Source data Start Marker

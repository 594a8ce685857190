/*!
This crate implements automatic layout of pedigree (family tree) graphs. A
pedigree is modelled as a directed graph of persons, relationships (one per
couple), childhubs (one per relationship, fanning out to the children) and
layout-only virtual nodes. The layout assigns every vertex a generation rank,
an order within the rank and a horizontal coordinate, following the usual
genealogical drawing conventions: parents above children, partners next to
each other with the relationship node between them, twins grouped, and a
minimum spacing that depends on the kind of the neighbouring nodes.

The crate also ships translators from PED/LINKAGE text and from a simple JSON
person list, a serialized form that can be stored and reloaded, and an
undo/redo command stack.

# Example: lay out a PED file

```rust
    use pedigree::formats::ped::{import_ped, PedImportOptions};
    use pedigree::topo::layout::PedigreeLayoutContext;
    use pedigree::core::options::LayoutOptions;

    let text = "fam dad 0 0 1 1\nfam mom 0 0 2 1\nfam kid dad mom 2 2\n";
    let imported = import_ped(text, &PedImportOptions::default()).unwrap();
    let ctx = PedigreeLayoutContext::new(
        imported.graph,
        imported.proband,
        LayoutOptions::default(),
    )
    .unwrap();

    for (id, pos) in ctx.positions() {
        println!("{} -> ({}, {})", id, pos.x, pos.y);
    }
```

# Example: edit a pedigree

Every edit re-runs the layout and is applied atomically: when an edit is
rejected the previous graph and coordinates stay in place.

```rust
    use pedigree::topo::layout::PedigreeLayoutContext;
    use pedigree::core::options::LayoutOptions;

    let mut ctx = PedigreeLayoutContext::with_single_person(LayoutOptions::default()).unwrap();
    let me = ctx.proband().unwrap();
    let (_partner, rel) = ctx.add_partner(me).unwrap();
    let child = ctx.add_child(rel).unwrap();
    assert!(ctx.position(child).is_some());
```
*/

pub mod adt;
pub mod core;
pub mod edit;
pub mod formats;
pub mod topo;
//! Horizontal coordinates of the layered graph. XCoord keeps the x coordinate
//! of the center of every vertex and offers a set of mutators that move
//! vertices without ever breaking the separation invariant: two neighbours
//! in a rank are always at least
//!
//! ```text
//!   half_width(left) + separation(left, right) + half_width(right)
//! ```
//!
//! apart, where the separation depends on the kinds of the two vertices.

use crate::adt::base_graph::BaseGraph;
use crate::adt::ordering::Ordering;
use crate::core::base::VertexId;
use crate::core::error::{PedigreeError, Result};
use crate::core::options::LayoutOptions;
use std::collections::HashSet;

/// The immutable inputs of the coordinate assignment. Coordinate vectors
/// borrow the frame, so copies of an XCoord share it.
#[derive(Debug)]
pub struct LayoutFrame<'a> {
    pub graph: &'a BaseGraph,
    pub ranks: &'a [usize],
    pub ordering: &'a Ordering,
    pub options: &'a LayoutOptions,
    half_width: Vec<i64>,
}

impl<'a> LayoutFrame<'a> {
    pub fn new(
        graph: &'a BaseGraph,
        ranks: &'a [usize],
        ordering: &'a Ordering,
        options: &'a LayoutOptions,
    ) -> Self {
        let mut half_width = vec![0; graph.len()];
        for v in graph.iter() {
            half_width[v.get_index()] = graph.half_width(v);
        }
        Self {
            graph,
            ranks,
            ordering,
            options,
            half_width,
        }
    }

    pub fn half_width(&self, v: VertexId) -> i64 {
        self.half_width[v.get_index()]
    }

    pub fn rank(&self, v: VertexId) -> usize {
        self.ranks[v.get_index()]
    }
}

/// The slack of a set of vertices that moves as a rigid block. None means
/// that the side is unbounded.
#[derive(Debug, Clone, Copy, PartialEq, Eq)]
pub struct Slacks {
    pub left: Option<i64>,
    pub right: Option<i64>,
}
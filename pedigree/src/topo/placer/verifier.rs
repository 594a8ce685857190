use crate::core::error::{PedigreeError, Result};
use crate::topo::placer::xcoord::XCoord;

pub fn do_it(xc: &XCoord) -> Result<()> {
    let frame = xc.frame();
    frame.ordering.verify(frame.graph, frame.ranks)?;
    verify_order_in_rank(xc)
}

/// Check that the spatial order of the vertices matches the order in the rank
/// and that no two neighbours overlap.
fn verify_order_in_rank(xc: &XCoord) -> Result<()> {
    xc.validate()?;
    for (rank, row) in xc.frame().ordering.rows().iter().enumerate() {
        for pair in row.windows(2) {
            let (left, right) = (pair[0], pair[1]);
            if xc.right_edge(left) >= xc.left_edge(right) {
                return Err(PedigreeError::LayoutConstraintViolation {
                    rank,
                    left,
                    right,
                    left_x: xc.x(left),
                    right_x: xc.x(right),
                    required: xc.min_separation(left, right),
                });
            }
        }
    }
    Ok(())
}

#[test]
fn test_touching_neighbours_are_reported() {
    use crate::adt::base_graph::make_trio;
    use crate::adt::ordering::Ordering;
    use crate::core::options::LayoutOptions;
    use crate::topo::placer::xcoord::LayoutFrame;

    let (g, [father, mother, rel, hub, child]) = make_trio();
    let ranks = vec![0, 0, 0, 1, 2];
    let ord = Ordering::new(vec![vec![father, rel, mother], vec![hub], vec![child]]);
    // Options built in code skip validation. Touching borders are an error.
    let opt = LayoutOptions {
        horizontal_person_separation: 0,
        horizontal_rel_separation: 0,
        ..LayoutOptions::default()
    };
    let frame = LayoutFrame::new(&g, &ranks, &ord, &opt);
    let xc = XCoord::new(&frame);
    let res = do_it(&xc);
    assert!(matches!(
        res,
        Err(PedigreeError::LayoutConstraintViolation { rank: 0, .. })
    ));
}
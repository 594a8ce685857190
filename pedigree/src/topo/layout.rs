//! The positioned pedigree: a graph together with its layout, and the editing
//! session object that keeps the two in sync.
//!
//! The layout pipeline is:
//!
//! ```text
//!   validate -> rank -> split long edges -> order -> place x -> assign y
//! ```
//!
//! Every edit of a PedigreeLayoutContext runs the whole pipeline on a copy of
//! the graph and only publishes the result if every step succeeded.

use crate::adt::base_graph::BaseGraph;
use crate::adt::ordering::Ordering;
use crate::core::base::{Point, VertexId, VertexType};
use crate::core::error::{PedigreeError, Result};
use crate::core::options::LayoutOptions;
use crate::core::properties::{Gender, Properties};
use crate::formats::builder::{add_relationship, DEFAULT_EDGE_WEIGHT};
use crate::formats::internal::{SerializedLayout, SerializedPedigree};
use crate::topo::optimizer::{compute_order, count_crossings};
use crate::topo::placer::place::place;
use crate::topo::placer::{LayoutFrame, XCoord};
use crate::topo::rank::compute_ranks;
use std::collections::{BTreeMap, HashMap};

/// The layered graph of a pedigree and the coordinates of all of its
/// vertices, virtual ones included.
#[derive(Debug, Clone, PartialEq, Default)]
pub struct Layout {
    graph: BaseGraph,
    ranks: Vec<usize>,
    ordering: Ordering,
    xcoord: Vec<i64>,
    rank_y: Vec<f64>,
}

impl Layout {
    /// Lay out \p graph from scratch. Previous x coordinates in \p hint, keyed
    /// by vertex id, keep the order stable across edits.
    pub fn compute(
        graph: &BaseGraph,
        proband: Option<VertexId>,
        options: &LayoutOptions,
        hint: Option<&HashMap<VertexId, f64>>,
    ) -> Result<Layout> {
        graph.validate()?;

        let ranks = compute_ranks(graph, options)?;
        let (layered, layered_ranks) = graph.split_multi_rank_edges(&ranks)?;

        #[cfg(feature = "log")]
        log::info!(
            "Split long edges: {} virtual vertices.",
            layered.num_vertices() - graph.num_vertices()
        );

        let ordering = compute_order(&layered, &layered_ranks, options, hint, proband);

        #[cfg(feature = "log")]
        log::info!(
            "Ordered {} ranks with {} crossings.",
            ordering.num_ranks(),
            count_crossings(&layered, &layered_ranks, &ordering)
        );

        let xcoord = {
            let frame = LayoutFrame::new(&layered, &layered_ranks, &ordering, options);
            place(&frame)?
        };

        let rank_y = Self::rank_heights(ordering.num_ranks(), options);
        Ok(Layout {
            graph: layered,
            ranks: layered_ranks,
            ordering,
            xcoord,
            rank_y,
        })
    }

    /// Reuse the stored layout \p saved of \p graph. Fails if the stored ranks
    /// or order don't match the graph, or if the coordinates overlap.
    pub fn restore(
        graph: &BaseGraph,
        options: &LayoutOptions,
        saved: &SerializedLayout,
    ) -> Result<Layout> {
        graph.validate()?;
        let ranks = compute_ranks(graph, options)?;
        let (layered, layered_ranks) = graph.split_multi_rank_edges(&ranks)?;
        if layered_ranks != saved.ranks {
            return Err(PedigreeError::inconsistency(
                "the stored ranks don't match the pedigree",
            ));
        }

        let ordering = Ordering::new(saved.order.clone());
        ordering.verify(&layered, &layered_ranks)?;
        let xcoord = {
            let frame = LayoutFrame::new(&layered, &layered_ranks, &ordering, options);
            XCoord::from_coords(&frame, saved.positions.clone())?.into_coords()
        };

        let rank_y = Self::rank_heights(ordering.num_ranks(), options);
        Ok(Layout {
            graph: layered,
            ranks: layered_ranks,
            ordering,
            xcoord,
            rank_y,
        })
    }

    /// Persons sit on even ranks and childhubs on odd ranks; the two kinds of
    /// gaps have different heights.
    fn rank_heights(num_ranks: usize, options: &LayoutOptions) -> Vec<f64> {
        let mut res = Vec::with_capacity(num_ranks);
        let mut y = 0.;
        for rank in 0..num_ranks {
            res.push(y);
            y += if rank % 2 == 0 {
                options.y_distance_node_to_childhub
            } else {
                options.y_distance_childhub_to_node
            };
        }
        res
    }

    /// \returns the layered graph, including the virtual vertices.
    pub fn graph(&self) -> &BaseGraph {
        &self.graph
    }

    pub fn ranks(&self) -> &[usize] {
        &self.ranks
    }

    pub fn ordering(&self) -> &Ordering {
        &self.ordering
    }

    pub fn xcoords(&self) -> &[i64] {
        &self.xcoord
    }

    pub fn x(&self, v: VertexId) -> Option<i64> {
        if !self.graph.contains(v) {
            return None;
        }
        self.xcoord.get(v.get_index()).copied()
    }

    pub fn y(&self, v: VertexId) -> Option<f64> {
        if !self.graph.contains(v) {
            return None;
        }
        let rank = *self.ranks.get(v.get_index())?;
        self.rank_y.get(rank).copied()
    }

    pub fn position(&self, v: VertexId) -> Option<Point> {
        Some(Point::new(self.x(v)? as f64, self.y(v)?))
    }

    pub fn num_crossings(&self) -> usize {
        count_crossings(&self.graph, &self.ranks, &self.ordering)
    }

    pub fn to_serialized(&self) -> SerializedLayout {
        SerializedLayout {
            ranks: self.ranks.clone(),
            order: self.ordering.rows().clone(),
            positions: self.xcoord.clone(),
        }
    }
}

/// An editing session over one pedigree. Owns the graph, the proband, the
/// options and the current layout; there is no other shared state.
#[derive(Debug, Clone)]
pub struct PedigreeLayoutContext {
    graph: BaseGraph,
    proband: Option<VertexId>,
    options: LayoutOptions,
    layout: Layout,
}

Source data End Marker

Your goal >> Which lines in the records above contain the word "keeps"? Return each of them.

Solution for this task >>
//! Horizontal coordinates of the layered graph. XCoord keeps the x coordinate
//! session object that keeps the two in sync.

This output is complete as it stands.